→ EXERCISE PROMPT: Tally the lines of the entries below that hold the word "Failed", and please give only the total.
━━━━━ RECORDS TO PROCESS
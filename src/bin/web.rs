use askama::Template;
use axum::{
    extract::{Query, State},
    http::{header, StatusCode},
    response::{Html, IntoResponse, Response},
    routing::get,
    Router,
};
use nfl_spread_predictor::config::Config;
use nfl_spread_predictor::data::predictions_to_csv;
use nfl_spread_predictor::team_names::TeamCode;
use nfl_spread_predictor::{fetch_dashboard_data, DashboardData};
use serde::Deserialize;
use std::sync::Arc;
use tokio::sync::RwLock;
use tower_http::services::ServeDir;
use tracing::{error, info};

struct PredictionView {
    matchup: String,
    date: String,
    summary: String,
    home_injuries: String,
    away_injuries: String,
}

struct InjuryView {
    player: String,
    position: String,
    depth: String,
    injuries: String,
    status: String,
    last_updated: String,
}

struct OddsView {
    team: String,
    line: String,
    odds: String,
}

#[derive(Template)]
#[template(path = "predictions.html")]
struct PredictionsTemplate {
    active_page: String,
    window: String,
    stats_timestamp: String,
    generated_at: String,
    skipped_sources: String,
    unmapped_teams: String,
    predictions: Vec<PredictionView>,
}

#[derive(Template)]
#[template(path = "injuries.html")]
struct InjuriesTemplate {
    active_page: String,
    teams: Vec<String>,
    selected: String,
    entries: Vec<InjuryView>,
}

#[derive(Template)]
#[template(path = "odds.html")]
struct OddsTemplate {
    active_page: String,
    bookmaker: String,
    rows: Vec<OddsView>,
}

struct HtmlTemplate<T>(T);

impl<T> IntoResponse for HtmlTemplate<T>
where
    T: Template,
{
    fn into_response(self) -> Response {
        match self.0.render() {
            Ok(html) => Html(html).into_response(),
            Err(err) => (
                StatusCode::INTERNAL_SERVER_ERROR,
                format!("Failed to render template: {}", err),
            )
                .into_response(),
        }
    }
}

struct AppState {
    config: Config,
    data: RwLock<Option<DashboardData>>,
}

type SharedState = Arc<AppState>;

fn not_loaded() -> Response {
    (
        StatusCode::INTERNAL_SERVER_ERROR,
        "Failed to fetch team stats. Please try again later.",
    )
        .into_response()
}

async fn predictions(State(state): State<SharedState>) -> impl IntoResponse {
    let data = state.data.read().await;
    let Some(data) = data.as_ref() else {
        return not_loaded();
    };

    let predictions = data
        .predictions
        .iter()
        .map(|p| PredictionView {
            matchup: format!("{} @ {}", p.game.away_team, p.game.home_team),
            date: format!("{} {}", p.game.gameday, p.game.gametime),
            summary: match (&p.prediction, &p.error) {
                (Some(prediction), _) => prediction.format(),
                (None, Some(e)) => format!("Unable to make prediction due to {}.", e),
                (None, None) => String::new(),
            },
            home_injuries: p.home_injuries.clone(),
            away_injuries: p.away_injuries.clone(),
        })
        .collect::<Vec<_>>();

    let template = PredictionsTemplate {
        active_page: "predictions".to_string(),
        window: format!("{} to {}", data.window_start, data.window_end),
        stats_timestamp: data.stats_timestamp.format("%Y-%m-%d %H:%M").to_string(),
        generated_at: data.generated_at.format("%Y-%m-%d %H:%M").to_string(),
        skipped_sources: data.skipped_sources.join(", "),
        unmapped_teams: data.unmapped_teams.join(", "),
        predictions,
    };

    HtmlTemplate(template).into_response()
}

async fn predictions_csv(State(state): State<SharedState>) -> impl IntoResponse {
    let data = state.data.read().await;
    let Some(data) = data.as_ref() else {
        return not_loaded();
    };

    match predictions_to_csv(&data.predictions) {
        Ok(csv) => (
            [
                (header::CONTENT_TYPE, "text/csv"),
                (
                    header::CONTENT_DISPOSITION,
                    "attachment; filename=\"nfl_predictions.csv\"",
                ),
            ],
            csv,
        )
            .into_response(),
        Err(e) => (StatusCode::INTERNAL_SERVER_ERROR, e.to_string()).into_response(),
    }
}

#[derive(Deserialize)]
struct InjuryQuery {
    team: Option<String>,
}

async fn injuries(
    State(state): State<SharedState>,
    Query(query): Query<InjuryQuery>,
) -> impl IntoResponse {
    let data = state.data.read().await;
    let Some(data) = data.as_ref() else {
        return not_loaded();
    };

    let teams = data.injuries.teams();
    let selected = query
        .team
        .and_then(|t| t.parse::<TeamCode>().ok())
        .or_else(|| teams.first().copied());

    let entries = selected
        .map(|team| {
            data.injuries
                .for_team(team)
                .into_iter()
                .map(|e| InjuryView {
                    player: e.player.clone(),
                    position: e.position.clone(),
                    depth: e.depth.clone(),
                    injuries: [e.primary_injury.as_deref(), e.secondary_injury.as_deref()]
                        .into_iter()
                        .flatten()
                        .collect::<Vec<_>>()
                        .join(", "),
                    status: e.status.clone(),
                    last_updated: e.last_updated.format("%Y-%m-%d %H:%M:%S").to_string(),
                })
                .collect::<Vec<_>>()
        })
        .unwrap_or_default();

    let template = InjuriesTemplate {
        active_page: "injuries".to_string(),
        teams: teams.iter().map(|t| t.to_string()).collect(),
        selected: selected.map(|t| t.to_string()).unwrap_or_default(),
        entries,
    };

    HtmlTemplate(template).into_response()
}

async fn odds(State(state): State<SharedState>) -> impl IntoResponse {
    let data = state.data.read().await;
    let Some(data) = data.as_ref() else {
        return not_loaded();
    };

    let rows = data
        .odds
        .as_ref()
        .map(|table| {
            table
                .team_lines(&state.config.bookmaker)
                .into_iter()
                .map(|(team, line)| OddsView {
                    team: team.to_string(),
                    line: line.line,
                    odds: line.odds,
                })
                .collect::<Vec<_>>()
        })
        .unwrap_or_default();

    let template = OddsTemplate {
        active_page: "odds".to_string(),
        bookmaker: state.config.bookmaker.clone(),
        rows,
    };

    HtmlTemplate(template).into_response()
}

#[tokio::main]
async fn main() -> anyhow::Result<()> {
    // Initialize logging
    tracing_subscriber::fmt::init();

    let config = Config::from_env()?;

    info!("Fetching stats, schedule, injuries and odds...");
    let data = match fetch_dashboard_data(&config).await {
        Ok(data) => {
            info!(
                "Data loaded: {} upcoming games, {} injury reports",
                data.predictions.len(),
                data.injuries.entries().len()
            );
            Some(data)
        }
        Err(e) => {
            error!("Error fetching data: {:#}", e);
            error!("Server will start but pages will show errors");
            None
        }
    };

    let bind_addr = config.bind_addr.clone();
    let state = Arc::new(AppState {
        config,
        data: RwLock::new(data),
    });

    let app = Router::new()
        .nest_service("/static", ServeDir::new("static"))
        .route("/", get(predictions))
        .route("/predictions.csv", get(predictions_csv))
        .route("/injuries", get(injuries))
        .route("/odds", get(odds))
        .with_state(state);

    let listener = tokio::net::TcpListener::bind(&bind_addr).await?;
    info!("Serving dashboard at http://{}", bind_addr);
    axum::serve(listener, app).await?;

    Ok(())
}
━━━━━━━━━━
━━━━━ RECORDS TO PROCESS
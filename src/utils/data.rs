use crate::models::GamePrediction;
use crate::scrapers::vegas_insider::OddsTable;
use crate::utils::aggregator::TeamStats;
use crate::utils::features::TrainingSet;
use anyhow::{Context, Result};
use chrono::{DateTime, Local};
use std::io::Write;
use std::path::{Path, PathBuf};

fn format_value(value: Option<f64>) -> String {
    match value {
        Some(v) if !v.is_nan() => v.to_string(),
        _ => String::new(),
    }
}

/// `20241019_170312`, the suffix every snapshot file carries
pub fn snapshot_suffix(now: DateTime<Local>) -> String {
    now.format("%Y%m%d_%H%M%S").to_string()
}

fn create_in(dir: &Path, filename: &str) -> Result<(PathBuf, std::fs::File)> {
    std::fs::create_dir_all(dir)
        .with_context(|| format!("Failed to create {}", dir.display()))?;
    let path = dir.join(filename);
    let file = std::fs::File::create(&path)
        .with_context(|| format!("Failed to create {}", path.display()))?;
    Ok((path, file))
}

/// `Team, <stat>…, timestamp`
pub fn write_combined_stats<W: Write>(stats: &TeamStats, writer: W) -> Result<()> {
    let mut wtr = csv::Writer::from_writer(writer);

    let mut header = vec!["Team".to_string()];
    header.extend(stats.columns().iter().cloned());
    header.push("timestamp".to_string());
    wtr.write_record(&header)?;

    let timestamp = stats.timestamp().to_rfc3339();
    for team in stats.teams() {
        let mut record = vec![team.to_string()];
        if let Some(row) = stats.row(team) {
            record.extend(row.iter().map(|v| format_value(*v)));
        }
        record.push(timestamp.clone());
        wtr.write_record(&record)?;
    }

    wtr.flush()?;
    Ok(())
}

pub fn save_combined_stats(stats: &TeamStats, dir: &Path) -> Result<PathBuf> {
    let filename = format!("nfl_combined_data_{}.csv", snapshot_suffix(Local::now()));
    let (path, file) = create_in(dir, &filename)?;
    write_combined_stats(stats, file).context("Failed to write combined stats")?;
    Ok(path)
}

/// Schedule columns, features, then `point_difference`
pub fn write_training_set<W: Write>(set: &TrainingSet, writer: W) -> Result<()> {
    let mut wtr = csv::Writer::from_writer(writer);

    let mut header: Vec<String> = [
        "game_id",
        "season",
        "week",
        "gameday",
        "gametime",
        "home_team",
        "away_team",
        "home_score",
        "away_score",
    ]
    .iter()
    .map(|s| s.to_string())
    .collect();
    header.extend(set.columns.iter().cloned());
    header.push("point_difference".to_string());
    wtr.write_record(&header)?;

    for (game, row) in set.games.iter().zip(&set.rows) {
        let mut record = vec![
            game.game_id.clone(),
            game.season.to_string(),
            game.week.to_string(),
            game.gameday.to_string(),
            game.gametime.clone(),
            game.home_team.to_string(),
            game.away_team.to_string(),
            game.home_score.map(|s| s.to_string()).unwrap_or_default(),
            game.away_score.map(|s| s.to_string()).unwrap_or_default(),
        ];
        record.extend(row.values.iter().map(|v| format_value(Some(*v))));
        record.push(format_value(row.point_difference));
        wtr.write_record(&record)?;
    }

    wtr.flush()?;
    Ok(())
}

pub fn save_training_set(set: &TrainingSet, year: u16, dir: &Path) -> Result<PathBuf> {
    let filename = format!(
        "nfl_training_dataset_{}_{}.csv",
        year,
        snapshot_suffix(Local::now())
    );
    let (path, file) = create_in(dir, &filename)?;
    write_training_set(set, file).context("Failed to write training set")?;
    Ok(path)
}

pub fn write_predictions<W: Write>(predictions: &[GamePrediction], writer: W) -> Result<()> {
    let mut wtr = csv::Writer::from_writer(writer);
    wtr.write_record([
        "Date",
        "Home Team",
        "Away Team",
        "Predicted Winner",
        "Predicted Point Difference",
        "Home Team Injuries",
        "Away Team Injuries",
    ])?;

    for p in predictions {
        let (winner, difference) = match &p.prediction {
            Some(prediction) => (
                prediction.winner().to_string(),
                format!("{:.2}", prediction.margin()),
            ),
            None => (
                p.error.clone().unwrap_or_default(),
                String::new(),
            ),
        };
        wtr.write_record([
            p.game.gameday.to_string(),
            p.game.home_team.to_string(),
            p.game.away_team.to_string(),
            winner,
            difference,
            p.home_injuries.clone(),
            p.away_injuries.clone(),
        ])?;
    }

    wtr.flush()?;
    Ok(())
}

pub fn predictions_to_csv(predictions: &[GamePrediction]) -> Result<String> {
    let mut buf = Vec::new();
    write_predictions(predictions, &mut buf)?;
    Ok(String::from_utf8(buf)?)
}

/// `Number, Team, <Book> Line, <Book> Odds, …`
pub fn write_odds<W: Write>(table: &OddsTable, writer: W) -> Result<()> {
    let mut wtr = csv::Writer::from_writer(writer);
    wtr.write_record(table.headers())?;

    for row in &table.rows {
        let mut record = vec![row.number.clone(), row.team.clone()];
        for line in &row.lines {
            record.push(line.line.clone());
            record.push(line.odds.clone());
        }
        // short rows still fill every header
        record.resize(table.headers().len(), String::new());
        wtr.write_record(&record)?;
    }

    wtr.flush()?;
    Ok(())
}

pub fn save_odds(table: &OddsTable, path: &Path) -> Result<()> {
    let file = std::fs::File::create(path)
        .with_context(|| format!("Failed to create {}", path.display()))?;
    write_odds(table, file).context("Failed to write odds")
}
━━━━━━━━━━
→ SOLVED PROBLEM: 8